Tony Hagen is senior managing editor for The Center for Biosimilars®.
India's medical authorities approve Biocon Biologics' itolizumab, an anti-CD6 IgG1 monoclonal antibody, for emergency treatment of cytokine release syndrome in patients with coronavirus disease 2019 (COVID-19).
An anti-CD6 IgG1 monoclonal antibody from Biocon Biologics of Bengaluru, India, has been approved by the Drugs Controller General of India for the emergency treatment of acute respiratory distress syndrome (ARDS) in patients with coronavirus disease 2019 (COVID-19).
Biocon said in a statement that itolizumab (Alzumab), long used for treatment of acute psoriasis, was approved in injectable form, 25 mg/5 mL, for use in India for the treatment of cytokine release syndrome in patients with moderate-to-severe ARDS. The repurposed drug was originally launched in India in 2013 for treating chronic plaque psoriasis.
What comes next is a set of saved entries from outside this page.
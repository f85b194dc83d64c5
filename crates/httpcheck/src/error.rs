//! Checker error types.

use thiserror::Error;

/// Errors that can occur while building requests or inspecting responses.
///
/// These are never returned to the caller directly; the [`Checker`](crate::Checker)
/// formats them and reports them to its bound [`TestContext`](crate::TestContext)
/// so a chain collects every failure instead of short-circuiting.
#[derive(Debug, Error)]
pub enum CheckError {
    /// The method or path given to `test` did not parse.
    #[error("invalid request target: {0}")]
    InvalidTarget(String),

    /// A header name or value was not valid for the wire.
    #[error("invalid header: {0}")]
    InvalidHeader(String),

    /// JSON serialization of a request or expected body failed.
    #[error("JSON error: {0}")]
    Json(#[from] serde_json::Error),

    /// XML serialization of a request or expected body failed.
    #[error("XML error: {0}")]
    Xml(#[from] quick_xml::SeError),

    /// Reading the captured response body failed.
    #[error("body read error: {0}")]
    BodyRead(String),

    /// A `Set-Cookie` response value had no `name=value` pair to store.
    #[error("malformed Set-Cookie value: {0:?}")]
    MalformedSetCookie(String),
}
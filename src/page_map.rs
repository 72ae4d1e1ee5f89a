use super::constants::PAGE_SIZE;
use std::ptr::null_mut;

/// Maps `num_pages` fresh pages of anonymous memory. The mapping is
/// page-aligned and zero-initialized. Returns null when the OS refuses.
///
/// Pages are never unmapped; released spans are retained and recycled by
/// the page cache, and the process exit tears the mappings down.
pub fn map_pages(num_pages: usize) -> *mut u8 {
    let size = num_pages * PAGE_SIZE;

    let ptr = unsafe {
        libc::mmap(
            null_mut(),
            size,
            libc::PROT_READ | libc::PROT_WRITE,
            libc::MAP_PRIVATE | libc::MAP_ANONYMOUS,
            -1,
            0,
        )
    };

    if ptr == libc::MAP_FAILED {
        null_mut()
    } else {
        ptr as *mut u8
    }
}
use std::collections::HashSet;
use std::sync::Arc;
use std::thread;
use std::time::Duration;
use tierpool::constants::{ALIGNMENT, MAX_BYTES, PAGE_SIZE, SPAN_PAGES};
use tierpool::{alloc, dealloc, Pool};

#[test]
fn hello_alloc() {
    unsafe {
        let ptr = alloc(40).unwrap();
        *ptr = 0xAB;
        assert_eq!(*ptr, 0xAB);
        dealloc(ptr, 40);
    }
}

#[test]
fn zero_size_is_served() {
    unsafe {
        let ptr = alloc(0).unwrap();
        assert!(!ptr.is_null());
        assert_eq!(ptr as usize % ALIGNMENT, 0);
        dealloc(ptr, 0);
    }
}

#[test]
fn addresses_are_word_aligned() {
    unsafe {
        for size in [1, 3, 8, 24, 100, 4096, 65_536, MAX_BYTES, MAX_BYTES + 1] {
            let ptr = alloc(size).unwrap();
            assert_eq!(ptr as usize % ALIGNMENT, 0, "size {size}");
            dealloc(ptr, size);
        }
    }
}

#[test]
fn alloc_too_big() {
    let result = unsafe { alloc(usize::MAX / 2) };
    assert!(result.is_err());
}

#[test]
fn many_classes_at_once() {
    let pool = Pool::new();
    let cache = pool.local();
    let mut ptrs = Vec::new();

    for size in (8..=2048).step_by(8) {
        for _ in 0..4 {
            ptrs.push((cache.alloc(size).unwrap(), size));
        }
    }

    for (ptr, size) in ptrs {
        unsafe { cache.dealloc(ptr, size) };
    }
}

#[test]
fn oversize_requests_bypass_the_pool() {
    let pool = Pool::new();
    let cache = pool.local();

    let size = 300 * 1024;
    let ptr = cache.alloc(size).unwrap();

    unsafe {
        *ptr = 1;
        *ptr.add(size - 1) = 2;
        cache.dealloc(ptr, size);
    }

    assert_eq!(pool.mapped_bytes(), 0);
    assert_eq!(pool.free_pages(), 0);
}

#[test]
fn max_bytes_is_the_routing_boundary() {
    let tiered = Pool::new();
    let cache = tiered.local();
    let ptr = cache.alloc(MAX_BYTES).unwrap();
    assert!(tiered.mapped_bytes() > 0);
    unsafe { cache.dealloc(ptr, MAX_BYTES) };

    let bypassed = Pool::new();
    let cache = bypassed.local();
    let ptr = cache.alloc(MAX_BYTES + 1).unwrap();
    assert_eq!(bypassed.mapped_bytes(), 0);
    unsafe { cache.dealloc(ptr, MAX_BYTES + 1) };
}

#[test]
fn hot_class_runs_out_of_one_span() {
    let pool = Pool::new();
    let cache = pool.local();
    let mut seen = HashSet::new();

    // 32 B blocks: one 8-page span carves into 1024 of them, which covers
    // 1000 live allocations round after round
    for _ in 0..3 {
        let mut ptrs = Vec::with_capacity(1000);

        for _ in 0..1000 {
            let ptr = cache.alloc(32).unwrap();
            ptrs.push(ptr);
            seen.insert(ptr as usize);
        }
        for ptr in ptrs {
            unsafe { cache.dealloc(ptr, 32) };
        }
    }

    assert_eq!(pool.mapped_bytes(), SPAN_PAGES * PAGE_SIZE);
    assert!(seen.len() <= 1024);
}

#[test]
fn sustained_churn_returns_the_span_to_the_page_tier() {
    let pool = Pool::new();
    let cache = pool.local();

    // every round's free phase crosses the eviction high-water mark at
    // least once, so sixty rounds push the delay count past its threshold
    for _ in 0..60 {
        let mut ptrs = Vec::with_capacity(300);
        for _ in 0..300 {
            ptrs.push(cache.alloc(32).unwrap());
        }
        for ptr in ptrs {
            unsafe { cache.dealloc(ptr, 32) };
        }
    }

    assert_eq!(pool.free_pages(), 0);

    // the sweep is also gated on wall-clock time
    thread::sleep(Duration::from_millis(1100));

    // flushing the thread cache puts every block back in the central list;
    // that return trips the sweep, which hands the span to the page tier
    drop(cache);

    assert_eq!(pool.free_pages(), SPAN_PAGES);
    assert_eq!(pool.mapped_bytes(), SPAN_PAGES * PAGE_SIZE);
}

#[test]
fn threads_race_one_class() {
    let pool = Arc::new(Pool::new());
    let mut handles = Vec::new();

    for tid in 0..8u8 {
        let pool = pool.clone();

        handles.push(thread::spawn(move || {
            let cache = pool.local();

            for round in 0..20u8 {
                let mut ptrs = Vec::with_capacity(200);

                for i in 0..200u8 {
                    let ptr = cache.alloc(64).unwrap();
                    let fill = tid ^ round ^ i;

                    unsafe {
                        for off in 0..64 {
                            *ptr.add(off) = fill;
                        }
                    }
                    ptrs.push((ptr, fill));
                }

                // a block handed to two threads at once would show up as a
                // torn fill pattern
                for &(ptr, fill) in &ptrs {
                    unsafe {
                        for off in 0..64 {
                            assert_eq!(*ptr.add(off), fill);
                        }
                    }
                }

                for (ptr, _) in ptrs {
                    unsafe { cache.dealloc(ptr, 64) };
                }
            }
        }));
    }

    for handle in handles {
        handle.join().unwrap();
    }

    assert!(pool.mapped_bytes() > 0);
}
use std::alloc::LayoutError;

impl From<LayoutError> for AllocError {
    fn from(_: LayoutError) -> Self {
        Self::LayoutError
    }
}

#[derive(Debug)]
pub enum AllocError {
    Oom,
    LayoutError,
}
Itolizumab “has proven to be an efficacious intervention in treating the serious hyper-immune response seen with COVID-19,” said Kiran Mazumdar-Shaw, executive chairperson of Biocon, in a company statement. Mazumdar-Shaw said the results came from a randomized controlled study of Itolizumab that focused on safety and efficacy in preventing CRS in patients with ARDS due to COVID-19.
“It is the world’s first anti-CD6 novel biologic therapy to be approved for treating patients with moderate-to-severe COVID-19 complications,” Biocon said.
Results of the Trial
The company said the primary end points of reduced mortality were met, as were secondary end points for efficacy and biomarkers. “The data are compelling and I am confident that this ‘first-in-class’ biologic will save lives and help reduce the mortality rate in our country,” Mazmundar-Shaw said.
COVID-19 has been observed to stimulate a strong immune response leading to CRS, which is a “storm” of cytokines that can damage the lungs and other organs. In worst-case scenarios, the outcomes can be multiple organ failure and death.
In the trial, all patients treated with itolizumab responded positively and recovered. There were deaths in the control arm that did not involve treatment with itolizumab. A 1-month mortality rate was measured.
Sandeep Athalyze, chief medical officer for Biocon, said that the drug succeeded in increasing oxygen saturation (absorption) in patients without requiring the increase of oxygen flow (artificial source oxygen). “All the patients on the Itolizumab arm were weaned off oxygen by day 30, and none needed ventilator support, unlike the control arm,” he said.
Inflammation markers such as IL-6, umor necrosis factor—alpha, serum ferritin, d-dimer, lactate dehydrogenase, and C-reactive protein showed clinically significant suppression after dosing and correlated well with symptom improvement and chest x-ray findings. “Itolizumab was overall well tolerated and was found to be safe. Itolizumab when administered to patients with moderate to severe ARDS due to COVID-19 prevents morbidity and mortality due to cytokine storm,” Athalyze said.
The company statement included testimonials from doctors in hospitals in India who said that comparable treatments for COVID-19—related CRS do not exist and that the results in patients treated with itolizumab had been impressive.
“Patients who were with initial oxygen saturation of less than 80%, and would have been put on ventilator support with little chance of survival, recovered completely when treated with Itolizumab and got discharged,” said Suresh Kumar, medical director of Lok Nayak Hospital in Delhi.
Biocon recently announced plans to take its biosimilar unit public.